Each line shown below should be copied exactly.

==== RECORDS ====

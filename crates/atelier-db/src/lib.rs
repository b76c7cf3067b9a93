pub mod chats;
pub mod embedding;
pub mod lineage;
pub mod migrations;
pub mod pool;
pub mod projects;
pub mod search;
pub mod users;

mod timestamps;

pub use chats::{Chat, ChatMessage, ChatStore, ChatWithMessages, Snapshot};
pub use embedding::EMBEDDING_DIM;
pub use lineage::{Lineage, SaveChatRequest};
pub use pool::{Database, PoolOptions};
pub use projects::{NewProject, Project, ProjectChanges, ProjectStore};
pub use search::{SimilarChat, SimilaritySearch};
pub use users::{User, UserStore};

====

- RESPONSE TO THIS EXERCISE -
filename crates/atelier-db/src/lib.rs
repository b76c7cf3067b9a93
pub mod chats;
pub mod embedding;
pub mod lineage;
pub mod migrations;
pub mod pool;
pub mod projects;
pub mod search;
pub mod users;

mod timestamps;

pub use chats::{Chat, ChatMessage, ChatStore, ChatWithMessages, Snapshot};
pub use embedding::EMBEDDING_DIM;
pub use lineage::{Lineage, SaveChatRequest};
pub use pool::{Database, PoolOptions};
pub use projects::{NewProject, Project, ProjectChanges, ProjectStore};
pub use search::{SimilarChat, SimilaritySearch};
pub use users::{User, UserStore};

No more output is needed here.